How the Facebook AI is helping suicide prevention
The Facebook AI tracks posts by users of the social network and sifts through content while calculating the combination of words in the comments and the post itself.
It then scores the content based on the previously confirmed cases of suicidal expression. This score is then combined with other numerical data such as time of the day and day of the week and inputted into a ‘random forest learning algorithm.
This machine learning algorithm specialises in numerical data. After crunching the data, it predicts whether or not the specific post should be flagged for suicide prevention and sent to the human review team — Community Operations.
But the Facebook AI wasn’t as good as detecting suicide risks in the beginning due to the lack of context.
How the Facebook AI was trained and works
For the last few years, users of the social network could flag posts that they feel might carry suicidal expressions. In 2017, Facebook started using machine learning to filter through posts and identify the ones that might be a suicide risk.
The AI uses phrases in posts and concerned comments from friends and family to identify posts with suicidal intent.
But that didn’t turn out well as words such as ‘Kill’, ‘Die’, ‘Goodbye’ that could be used to identify a suicide risk was too commonly used in other contexts.
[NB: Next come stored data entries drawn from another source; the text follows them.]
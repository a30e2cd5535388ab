//! Reconciliation diff
//!
//! [`compute_diff`] is a pure function over the Local Index entry set, the
//! remote change list of the current pass and the queued local change
//! records. It decides, per path, which action brings both sides back in
//! agreement.
//!
//! ## Decision table
//!
//! ```text
//!  local pending   remote change   outcome
//!  -------------   -------------   ----------------------------------------
//!  none            delete          delete locally unless stale/unknown
//!  none            rename          rename locally (+ download if content moved)
//!  none            create/modify   download unless the index already has it
//!  change          none            upload / delete / rename remotely, or retire
//!                                  when the index already reflects it
//!  change          change          identical -> adopt remote metadata
//!                                  otherwise resolve_conflict(): newer wins,
//!                                  server wins ties, loser is reported
//! ```

use std::collections::{BTreeMap, HashMap};

use super::change::{ChangeKind, ChangeRecord, Direction};
use super::conflict::{conflict_report, resolve_conflict, ConflictDecision, ConflictReport, ConflictSide};
use super::index_entry::IndexEntry;
use super::newtypes::{ChangeId, RelativePath, SyncCounter};
use super::remote::RemoteChange;

/// A local change scheduled for the server, with the entry it affects
#[derive(Debug, Clone, PartialEq, Eq)]
pub struct LocalAction {
    pub change: ChangeRecord,
    /// Entry at `change.path`, or at the previous path for renames
    pub entry: Option<IndexEntry>,
}

/// A remote change scheduled for the local tree, with the entry it affects
#[derive(Debug, Clone, PartialEq, Eq)]
pub struct RemoteAction {
    pub change: RemoteChange,
    /// Entry at `change.path`, or at the previous path for renames
    pub entry: Option<IndexEntry>,
}

/// Everything one sync pass has to do
#[derive(Debug, Clone, Default, PartialEq, Eq)]
pub struct DiffResult {
    pub to_upload: Vec<LocalAction>,
    pub to_download: Vec<RemoteAction>,
    pub to_delete_local: Vec<RemoteAction>,
    pub to_delete_remote: Vec<LocalAction>,
    pub to_rename_local: Vec<RemoteAction>,
    pub to_rename_remote: Vec<LocalAction>,
    /// Remote changes whose content the local side already has
    pub adopt: Vec<RemoteAction>,
    pub conflicts: Vec<ConflictReport>,
    /// Local records that need no action (superseded or already reflected)
    pub retired: Vec<ChangeId>,
    /// Local records that lost a conflict
    pub discarded: Vec<ChangeId>,
    /// Remote changes ignored as stale or already applied
    pub skipped_remote: usize,
}

impl DiffResult {
    /// Number of actions that touch either side
    #[must_use]
    pub fn action_count(&self) -> usize {
        self.to_upload.len()
            + self.to_download.len()
            + self.to_delete_local.len()
            + self.to_delete_remote.len()
            + self.to_rename_local.len()
            + self.to_rename_remote.len()
    }

    /// True when neither side needs to change
    #[must_use]
    pub fn is_empty(&self) -> bool {
        self.action_count() == 0 && self.adopt.is_empty()
    }

    fn sort(&mut self) {
        // parents before children for creation, children before parents for deletion
        self.to_upload
            .sort_by_key(|a| (!a.change.is_folder(), a.change.path().depth(), a.change.id()));
        self.to_download
            .sort_by_key(|a| (!a.change.is_folder, a.change.path.depth(), a.change.revision));
        self.to_delete_local
            .sort_by_key(|a| std::cmp::Reverse(a.change.path.depth()));
        self.to_delete_remote
            .sort_by_key(|a| std::cmp::Reverse(a.change.path().depth()));
        self.to_rename_remote.sort_by_key(|a| a.change.id());
        self.to_rename_local.sort_by_key(|a| a.change.revision);
        self.retired.sort();
        self.retired.dedup();
        self.discarded.sort();
    }
}

/// Compute the actions of one pass
///
/// Never mutates anything; the same inputs always produce the same result.
#[must_use]
pub fn compute_diff(
    entries: &[IndexEntry],
    remote: &[RemoteChange],
    local: &[ChangeRecord],
) -> DiffResult {
    let index: HashMap<&RelativePath, &IndexEntry> =
        entries.iter().map(|e| (&e.path, e)).collect();
    let mut result = DiffResult::default();

    // Latest remote change per path; the listing may report several.
    let mut remote_by_path: BTreeMap<RelativePath, RemoteChange> = BTreeMap::new();
    for change in remote {
        match remote_by_path.get(&change.path) {
            Some(existing) if existing.revision > change.revision => result.skipped_remote += 1,
            Some(_) => {
                result.skipped_remote += 1;
                remote_by_path.insert(change.path.clone(), change.clone());
            }
            None => {
                remote_by_path.insert(change.path.clone(), change.clone());
            }
        }
    }

    let mut local_by_path: BTreeMap<RelativePath, Vec<&ChangeRecord>> = BTreeMap::new();
    for change in local {
        if change.direction() == Direction::LocalToRemote {
            local_by_path
                .entry(change.path().clone())
                .or_default()
                .push(change);
        } else {
            result.retired.push(change.id());
        }
    }

    for (path, mut group) in local_by_path {
        group.sort_by_key(|c| c.id());
        let Some((latest, superseded)) = group.split_last() else {
            continue;
        };

        for older in superseded {
            if older.kind() == ChangeKind::Rename {
                plan_local(older, &index, &mut result);
            } else {
                result.retired.push(older.id());
            }
        }

        match remote_by_path.remove(&path) {
            None => plan_local(latest, &index, &mut result),
            Some(remote) => plan_conflict(latest, remote, &index, &mut result),
        }
    }

    for remote in remote_by_path.into_values() {
        plan_remote(remote, &index, &mut result);
    }

    result.sort();
    result
}

fn plan_local(change: &ChangeRecord, index: &HashMap<&RelativePath, &IndexEntry>, result: &mut DiffResult) {
    let entry = index.get(change.path()).copied();
    match change.kind() {
        ChangeKind::Delete => match entry {
            Some(e) if e.is_live() => result.to_delete_remote.push(LocalAction {
                change: change.clone(),
                entry: Some(e.clone()),
            }),
            _ => result.retired.push(change.id()),
        },
        ChangeKind::Rename => {
            let previous = change
                .previous_path()
                .and_then(|p| index.get(p).copied())
                .filter(|e| e.is_live());
            match previous {
                Some(prev) => {
                    let content_moved = !change.is_folder()
                        && change.content_hash().is_some()
                        && prev.content_hash.as_ref() != change.content_hash();
                    result.to_rename_remote.push(LocalAction {
                        change: change.clone(),
                        entry: Some(prev.clone()),
                    });
                    if content_moved {
                        result.to_upload.push(LocalAction {
                            change: change.with_kind(ChangeKind::Modify),
                            entry: None,
                        });
                    }
                }
                // echo of a rename this client applied from the server
                None if entry.is_some_and(|e| reflects(e, change)) => {
                    result.retired.push(change.id());
                }
                // never synced under the old name: upload as a new item
                None => result.to_upload.push(LocalAction {
                    change: change.with_kind(ChangeKind::Create),
                    entry: entry.cloned(),
                }),
            }
        }
        ChangeKind::Create | ChangeKind::Modify | ChangeKind::MetadataOnly => {
            if entry.is_some_and(|e| reflects(e, change)) {
                result.retired.push(change.id());
            } else {
                result.to_upload.push(LocalAction {
                    change: change.clone(),
                    entry: entry.cloned(),
                });
            }
        }
    }
}

/// True when `entry` already holds what `change` describes
fn reflects(entry: &IndexEntry, change: &ChangeRecord) -> bool {
    if change.is_folder() {
        entry.is_live() && entry.is_folder
    } else {
        entry.has_content(change.content_hash())
    }
}

fn plan_remote(remote: RemoteChange, index: &HashMap<&RelativePath, &IndexEntry>, result: &mut DiffResult) {
    let entry = index.get(&remote.path).copied();

    if remote.is_deleted {
        match entry {
            Some(e) if e.is_live() && e.revision <= remote.revision => {
                result.to_delete_local.push(RemoteAction {
                    change: remote,
                    entry: Some(e.clone()),
                });
            }
            // unknown path, tombstone, or a resurrected entry newer than the delete
            _ => result.skipped_remote += 1,
        }
        return;
    }

    if let Some(previous) = remote
        .previous_path
        .as_ref()
        .and_then(|p| index.get(p).copied())
        .filter(|e| e.is_live())
    {
        let content_moved = !remote.is_folder && !previous.has_content(remote.content_hash.as_ref());
        if content_moved {
            result.to_download.push(RemoteAction {
                change: RemoteChange {
                    previous_path: None,
                    ..remote.clone()
                },
                entry: None,
            });
        }
        result.to_rename_local.push(RemoteAction {
            change: remote,
            entry: Some(previous.clone()),
        });
        return;
    }

    let remote = RemoteChange {
        previous_path: None,
        ..remote
    };
    match entry {
        Some(e) if e.is_deleted && e.revision >= remote.revision => result.skipped_remote += 1,
        // no hash to compare; the revision alone says we already hold it
        Some(e)
            if e.is_live()
                && !e.is_folder
                && !remote.is_folder
                && remote.content_hash.is_none()
                && e.revision >= remote.revision =>
        {
            result.skipped_remote += 1;
        }
        Some(e) if e.is_live() && same_content(e, &remote) => {
            if e.revision >= remote.revision {
                result.skipped_remote += 1;
            } else {
                result.adopt.push(RemoteAction {
                    change: remote,
                    entry: Some(e.clone()),
                });
            }
        }
        _ => result.to_download.push(RemoteAction {
            change: remote,
            entry: entry.cloned(),
        }),
    }
}

fn plan_conflict(
    local: &ChangeRecord,
    remote: RemoteChange,
    index: &HashMap<&RelativePath, &IndexEntry>,
    result: &mut DiffResult,
) {
    match resolve_conflict(local, &remote) {
        ConflictDecision::Identical => {
            result.retired.push(local.id());
            let entry = index.get(&remote.path).map(|e| (*e).clone());
            result.adopt.push(RemoteAction {
                change: remote,
                entry,
            });
        }
        ConflictDecision::LocalWins => {
            result
                .conflicts
                .push(conflict_report(local, &remote, ConflictSide::Local));
            plan_local_over_remote(local, &remote, index, result);
        }
        ConflictDecision::RemoteWins => {
            result
                .conflicts
                .push(conflict_report(local, &remote, ConflictSide::Remote));
            result.discarded.push(local.id());
            plan_remote(remote, index, result);
        }
    }
}

/// Local change that beat a remote change: apply it against the server's
/// current identity for the path rather than the stale index entry
fn plan_local_over_remote(
    local: &ChangeRecord,
    remote: &RemoteChange,
    index: &HashMap<&RelativePath, &IndexEntry>,
    result: &mut DiffResult,
) {
    let remote_entry = (!remote.is_deleted).then(|| remote.to_index_entry(SyncCounter::ZERO));
    match local.kind() {
        ChangeKind::Delete => match remote_entry {
            Some(entry) => result.to_delete_remote.push(LocalAction {
                change: local.clone(),
                entry: Some(entry),
            }),
            None => result.retired.push(local.id()),
        },
        ChangeKind::Rename => plan_local(local, index, result),
        ChangeKind::Create | ChangeKind::Modify | ChangeKind::MetadataOnly => {
            let change = if remote.is_deleted {
                local.with_kind(ChangeKind::Create)
            } else {
                local.clone()
            };
            result.to_upload.push(LocalAction {
                change,
                entry: remote_entry,
            });
        }
    }
}

fn same_content(entry: &IndexEntry, remote: &RemoteChange) -> bool {
    if entry.is_folder || remote.is_folder {
        return entry.is_folder && remote.is_folder;
    }
    entry.has_content(remote.content_hash.as_ref())
}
And the AI would return many harmless false positives to the human reviewers.
According to the company, their team didn’t have enough Facebook posts that contain suicidal expressions (positive examples) but had a large volume of posts that didn’t contain suicidal expression (negative examples).
This led to a lopsided data set with a very low volume of positive examples compared to the negative ones.
“The team’s big breakthrough was the realisation that they had a smaller and more precise set of negative examples,” writes Catherine Card, Director of Product Management.
“This set of negative examples contained a lot of the ‘I have so much homework I want to kill myself’ type, which led to more precise training of the classifiers on accurate suicidal expressions.”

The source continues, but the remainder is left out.